The experiments carried out in this paper are oriented to validate the proposal. Different values for the internal parameters of the system are configured in order to test the performance of the framework. First, an experiment with neutral values of the parameters is performed. Then, a second experiment in which the values of the parameters are tuned by the experts evaluates the improvement achieved when the domain knowledge is considered. Finally, a third experiment validates the results provided by the system over time.

The system is evaluated by means of a test battery of documents previously labeled as relevant or non relevant by the experts. The medicine domain has been selected to address the experiments. This decision is motivated by three foundations.
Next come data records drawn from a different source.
use std::time::Duration;

use super::phase::Phase;

/// Transition produced by [`Timeline::advance`].
#[derive(Debug, Clone, Copy, PartialEq, Eq)]
pub enum Step {
    Entered(Phase),
    Finished,
}

/// Pure phase state machine: `{current phase, remaining dwell}`.
///
/// Knows nothing about clocks; callers feed it elapsed time. The async
/// [`Sequencer`](super::Sequencer) sleeps for [`remaining`](Self::remaining)
/// and then advances by exactly that much, and tests can fast-forward
/// through the whole intro in one call.
#[derive(Debug, Clone, PartialEq, Eq)]
pub struct Timeline {
    current: Option<Phase>,
    remaining: Duration,
}

impl Timeline {
    pub fn new() -> Self {
        let first = Phase::first();
        Self {
            current: Some(first),
            remaining: first.dwell(),
        }
    }

    /// Active phase, `None` once the last dwell has run out.
    pub fn current(&self) -> Option<Phase> {
        self.current
    }

    pub fn remaining(&self) -> Duration {
        self.remaining
    }

    pub fn is_finished(&self) -> bool {
        self.current.is_none()
    }

    /// Time left until `Finished`, across the current and all later phases.
    pub fn time_to_finish(&self) -> Duration {
        match self.current {
            None => Duration::ZERO,
            Some(phase) => {
                let later: Duration = Phase::ALL[phase.index() + 1..]
                    .iter()
                    .map(|p| p.dwell())
                    .sum();
                self.remaining + later
            }
        }
    }

    /// Consume `elapsed` time. Returns every phase entered along the way and
    /// a single trailing `Finished` if the last dwell ran out. Calls after
    /// the timeline finished return nothing.
    pub fn advance(&mut self, elapsed: Duration) -> Vec<Step> {
        let mut steps = Vec::new();
        let mut budget = elapsed;

        while let Some(phase) = self.current {
            if budget < self.remaining {
                self.remaining -= budget;
                break;
            }
            budget -= self.remaining;
            match phase.next() {
                Some(next) => {
                    self.current = Some(next);
                    self.remaining = next.dwell();
                    steps.push(Step::Entered(next));
                }
                None => {
                    self.current = None;
                    self.remaining = Duration::ZERO;
                    steps.push(Step::Finished);
                }
            }
        }
        steps
    }
}

impl Default for Timeline {
    fn default() -> Self {
        Self::new()
    }
}
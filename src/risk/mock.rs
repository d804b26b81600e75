//! Synthetic risk source: fixed fixture payload plus a jittered score.

use async_trait::async_trait;
use chrono::{Local, Timelike};
use indexmap::IndexMap;
use std::sync::Arc;
use std::time::Duration;

use super::error::RiskResult;
use super::jitter::{compose_score, Jitter, SeededJitter, UniformJitter};
use super::snapshot::{
    AssetExtremes, AssetTilt, ExpectedMove, Impact, MacroEvent, NextEvent, RiskCategory, RiskReason,
    RiskSnapshot, TiltColor, VolatilityRegime, VolatilityReport,
};
use super::source::RiskDataSource;
use crate::config::Config;

pub const DEFAULT_BASE_SCORE: i32 = 65;
pub const DEFAULT_JITTER_SPAN: i32 = 5;
pub const DEFAULT_LATENCY: Duration = Duration::from_millis(800);

/// Stand-in for the risk API. Only the score, what derives from it, and
/// `last_update` change between calls.
pub struct MockRiskSource {
    base_score: i32,
    latency: Duration,
    jitter: Arc<dyn Jitter>,
}

impl MockRiskSource {
    pub fn new(jitter: Arc<dyn Jitter>) -> Self {
        Self {
            base_score: DEFAULT_BASE_SCORE,
            latency: DEFAULT_LATENCY,
            jitter,
        }
    }

    pub fn from_config(cfg: &Config) -> Self {
        let jitter: Arc<dyn Jitter> = match cfg.risk_seed {
            Some(seed) => Arc::new(SeededJitter::new(cfg.risk_jitter_span, seed)),
            None => Arc::new(UniformJitter::new(cfg.risk_jitter_span)),
        };
        Self::new(jitter)
            .with_base_score(cfg.risk_base_score)
            .with_latency(Duration::from_millis(cfg.risk_latency_ms))
    }

    pub fn with_base_score(mut self, base_score: i32) -> Self {
        self.base_score = base_score;
        self
    }

    pub fn with_latency(mut self, latency: Duration) -> Self {
        self.latency = latency;
        self
    }

    /// Build a snapshot immediately, stamped with the local time.
    pub fn generate(&self) -> RiskSnapshot {
        self.generate_at(&Local::now())
    }

    pub fn generate_at<T: Timelike>(&self, now: &T) -> RiskSnapshot {
        let risk_score = compose_score(self.base_score, self.jitter.sample());
        fixture(risk_score, format_last_update(now))
    }
}

#[async_trait]
impl RiskDataSource for MockRiskSource {
    fn name(&self) -> &str {
        "mock"
    }

    async fn fetch(&self) -> RiskResult<RiskSnapshot> {
        if !self.latency.is_zero() {
            tokio::time::sleep(self.latency).await;
        }
        Ok(self.generate())
    }
}

/// 24-hour `HH:MM`.
pub fn format_last_update<T: Timelike>(now: &T) -> String {
    format!("{:02}:{:02}", now.hour(), now.minute())
}

fn reason(name: &str, description: &str, weight: f64) -> RiskReason {
    RiskReason {
        name: name.to_string(),
        description: description.to_string(),
        weight,
    }
}

fn extremes(
    current: f64,
    weekly_high: f64,
    weekly_low: f64,
    distance: f64,
    nearest: &str,
) -> AssetExtremes {
    AssetExtremes {
        current,
        weekly_high,
        weekly_low,
        distance_to_extreme_pct: distance,
        nearest_extreme: nearest.to_string(),
    }
}

fn tilt(tilt: &str, color: TiltColor, note: &str) -> AssetTilt {
    AssetTilt {
        tilt: tilt.to_string(),
        color,
        note: note.to_string(),
    }
}

fn fixture(risk_score: u8, last_update: String) -> RiskSnapshot {
    let components = IndexMap::from([
        ("vix_level".to_string(), 18.0),
        ("vix_momentum".to_string(), 12.0),
        ("event_risk".to_string(), 8.0),
        ("market_stretch".to_string(), 22.0),
    ]);

    let assets = IndexMap::from([
        ("EURUSD".to_string(), extremes(1.0850, 1.0900, 1.0800, 0.8, "Weekly Low")),
        ("BTCUSD".to_string(), extremes(43500.0, 44200.0, 42000.0, 1.2, "Weekly High")),
        ("SPX".to_string(), extremes(4950.0, 5000.0, 4900.0, 0.4, "ATH")),
    ]);

    let asset_tilts = IndexMap::from([
        ("EURUSD".to_string(), tilt("bullish", TiltColor::Green, "Holding support")),
        ("BTCUSD".to_string(), tilt("neutral-bearish", TiltColor::Yellow, "Consolidation")),
        ("SPX".to_string(), tilt("overextended", TiltColor::Red, "RSI Divergence")),
    ]);

    RiskSnapshot {
        risk_score,
        risk_category: RiskCategory::from_score(risk_score),
        last_update,
        reasons: vec![
            reason("VIX Momentum", "Rising volatility", 18.0),
            reason("Put/Call Ratio", "Bearish sentiment", 20.0),
            reason("Market Breadth", "Divergence", 15.0),
        ],
        components,
        volatility: VolatilityReport {
            current: 21.45,
            change: 1.25,
            regime: VolatilityRegime::from_score(risk_score),
            yesterday: 20.20,
            high_5d: 22.10,
            low_5d: 18.50,
            source: "simulation".to_string(),
        },
        expected_move: ExpectedMove {
            percent: 0.85,
            index_points: 42.0,
        },
        next_event: NextEvent {
            name: "FOMC Minutes".to_string(),
            hours_away: 4.0,
        },
        macro_events: vec![
            MacroEvent {
                time: "14:30".to_string(),
                name: "CPI Data".to_string(),
                consensus: "0.3%".to_string(),
                previous: "0.4%".to_string(),
                impact: Impact::High,
            },
            MacroEvent {
                time: "16:00".to_string(),
                name: "Consumer Confidence".to_string(),
                consensus: "102.0".to_string(),
                previous: "101.3".to_string(),
                impact: Impact::Medium,
            },
        ],
        assets,
        asset_tilts,
    }
}

#[cfg(test)]
mod tests {
    use super::*;
    use crate::risk::jitter::FixedJitter;
    use chrono::NaiveTime;

    fn fixed(offset: i32) -> MockRiskSource {
        MockRiskSource::new(Arc::new(FixedJitter(offset))).with_latency(Duration::ZERO)
    }

    #[test]
    fn zero_jitter_is_base_medium() {
        let snap = fixed(0).generate();
        assert_eq!(snap.risk_score, 65);
        assert_eq!(snap.risk_category, RiskCategory::Medium);
        assert_eq!(snap.volatility.regime, VolatilityRegime::Neutral);
    }

    #[test]
    fn high_jitter_crosses_into_high() {
        let snap = fixed(11).generate();
        assert_eq!(snap.risk_score, 76);
        assert_eq!(snap.risk_category, RiskCategory::High);
        assert_eq!(snap.volatility.regime, VolatilityRegime::RiskOff);

        let snap = fixed(15).generate();
        assert_eq!(snap.risk_score, 80);
        assert_eq!(snap.risk_category, RiskCategory::High);
    }

    #[test]
    fn extreme_base_is_clamped() {
        let hot = fixed(5).with_base_score(99).generate();
        assert_eq!(hot.risk_score, 100);
        let cold = fixed(-5).with_base_score(3).generate();
        assert_eq!((cold.risk_score, cold.risk_category), (0, RiskCategory::Safe));
    }

    #[test]
    fn fixture_fields_do_not_depend_on_score() {
        let a = fixed(-5).generate_at(&NaiveTime::from_hms_opt(9, 5, 0).unwrap());
        let b = fixed(5).generate_at(&NaiveTime::from_hms_opt(9, 5, 0).unwrap());
        assert_eq!(a.reasons, b.reasons);
        assert_eq!(a.components, b.components);
        assert_eq!(a.macro_events, b.macro_events);
        assert_eq!(a.assets, b.assets);
        assert_eq!(a.asset_tilts, b.asset_tilts);
        assert_eq!(a.volatility.current, 21.45);
        assert_eq!(a.volatility.source, "simulation");
        assert_eq!(a.next_event.name, "FOMC Minutes");
        assert_eq!(a.reasons[1].weight, 20.0);
    }

    #[test]
    fn last_update_is_zero_padded_24h() {
        assert_eq!(format_last_update(&NaiveTime::from_hms_opt(9, 5, 59).unwrap()), "09:05");
        assert_eq!(format_last_update(&NaiveTime::from_hms_opt(21, 30, 0).unwrap()), "21:30");
    }

    #[test]
    fn payload_matches_dashboard_schema() {
        let snap = fixed(0).generate_at(&NaiveTime::from_hms_opt(14, 0, 0).unwrap());
        let json = serde_json::to_value(&snap).unwrap();
        assert_eq!(json["risk_category"], "MEDIUM");
        assert_eq!(json["vix"]["regime"], "neutral");
        assert_eq!(json["expected_move"]["sp500_points"], 42.0);
        assert_eq!(json["next_event"]["event"], "FOMC Minutes");
        assert_eq!(json["reasons"][0]["desc"], "Rising volatility");
        assert_eq!(json["assets"]["SPX"]["distance_to_extreme"], 0.4);
        assert_eq!(json["asset_tilts"]["BTCUSD"]["text"], "Consolidation");
        assert_eq!(json["macro_events"][0]["impact"], "high");
    }

    #[test]
    fn asset_maps_keep_dashboard_order() {
        let snap = fixed(0).generate();
        let keys: Vec<&str> = snap.assets.keys().map(String::as_str).collect();
        assert_eq!(keys, ["EURUSD", "BTCUSD", "SPX"]);
        let tilts: Vec<&str> = snap.asset_tilts.keys().map(String::as_str).collect();
        assert_eq!(tilts, keys);

        let body = serde_json::to_string(&snap).unwrap();
        let pos = |k: &str| body.find(&format!("\"{}\":{{\"current\"", k)).unwrap();
        assert!(pos("EURUSD") < pos("BTCUSD") && pos("BTCUSD") < pos("SPX"));

        let back: RiskSnapshot = serde_json::from_str(&body).unwrap();
        assert!(back.assets.keys().eq(snap.assets.keys()));
    }

    #[tokio::test(start_paused = true)]
    async fn fetch_waits_simulated_latency() {
        let source = MockRiskSource::new(Arc::new(FixedJitter(0)));
        let began = tokio::time::Instant::now();
        let snap = source.fetch().await.unwrap();
        assert!(began.elapsed() >= DEFAULT_LATENCY);
        assert_eq!(snap.risk_score, 65);
    }
}
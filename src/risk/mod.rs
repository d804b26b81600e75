//! Market-risk snapshots and the sources that produce them.

pub mod error;
pub mod http;
pub mod jitter;
pub mod mock;
pub mod retry;
pub mod service;
pub mod snapshot;
pub mod source;

pub use error::{RiskError, RiskResult};
pub use http::HttpRiskSource;
pub use jitter::{compose_score, FixedJitter, Jitter, SeededJitter, UniformJitter};
pub use mock::MockRiskSource;
pub use retry::RetryConfig;
pub use service::RiskService;
pub use snapshot::{RiskCategory, RiskSnapshot, VolatilityRegime};
pub use source::{FallbackSource, RiskDataSource, RiskSourceKind};
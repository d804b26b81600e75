use anyhow::Result;
use async_trait::async_trait;
use std::sync::Arc;

use super::error::RiskResult;
use super::http::HttpRiskSource;
use super::mock::MockRiskSource;
use super::snapshot::RiskSnapshot;
use crate::config::Config;
use crate::logging::{log, obj, v_str, Domain, Level};

/// Anything that can produce a [`RiskSnapshot`]. Consumers only see this trait,
/// so the mock can be swapped for a network-backed source.
#[async_trait]
pub trait RiskDataSource: Send + Sync {
    fn name(&self) -> &str;
    async fn fetch(&self) -> RiskResult<RiskSnapshot>;
}

#[derive(Clone, Copy, Debug, PartialEq, Eq)]
pub enum RiskSourceKind {
    Mock,
    Http,
}

impl RiskSourceKind {
    pub fn parse(raw: &str) -> Self {
        match raw.trim().to_ascii_lowercase().as_str() {
            "http" => RiskSourceKind::Http,
            _ => RiskSourceKind::Mock,
        }
    }

    pub fn build(self, cfg: &Config) -> Result<Arc<dyn RiskDataSource>> {
        match self {
            RiskSourceKind::Mock => Ok(Arc::new(MockRiskSource::from_config(cfg))),
            RiskSourceKind::Http => {
                let http = HttpRiskSource::from_config(cfg)?;
                if cfg.risk_fallback_mock {
                    Ok(Arc::new(FallbackSource::new(
                        Arc::new(http),
                        Arc::new(MockRiskSource::from_config(cfg)),
                    )))
                } else {
                    Ok(Arc::new(http))
                }
            }
        }
    }
}

/// Serves `fallback` whenever `primary` fails.
pub struct FallbackSource {
    primary: Arc<dyn RiskDataSource>,
    fallback: Arc<dyn RiskDataSource>,
    name: String,
}

impl FallbackSource {
    pub fn new(primary: Arc<dyn RiskDataSource>, fallback: Arc<dyn RiskDataSource>) -> Self {
        let name = format!("{}+{}", primary.name(), fallback.name());
        Self { primary, fallback, name }
    }
}

#[async_trait]
impl RiskDataSource for FallbackSource {
    fn name(&self) -> &str {
        &self.name
    }

    async fn fetch(&self) -> RiskResult<RiskSnapshot> {
        match self.primary.fetch().await {
            Ok(snapshot) => Ok(snapshot),
            Err(err) => {
                log(
                    Level::Warn,
                    Domain::Source,
                    "fallback",
                    obj(&[
                        ("primary", v_str(self.primary.name())),
                        ("fallback", v_str(self.fallback.name())),
                        ("error", v_str(&err.to_string())),
                    ]),
                );
                self.fallback.fetch().await
            }
        }
    }
}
First, it is one of the most important domains for human beings (More, 2016). Second, it is constantly being updated and improved with the advances made by researchers (which implies that the trends are modified in a short period of time, generating several outdated manuscripts (Castiglioni, 2019)). Finally, it is one of the most explored fields in the scientific community (Richta, 2018), which facilitates the document gathering process required to create a wide corpus organized by year.

The rest of the paper is organized as follows. Section 2 situates the proposal in the domain highlighting its foundations. Section 3 presents the developed framework detailing its modules and components. Section 4 proposes several experiments on the medicine domain to illustrate the viability of the system. Section 5 concludes and provides some future guidelines.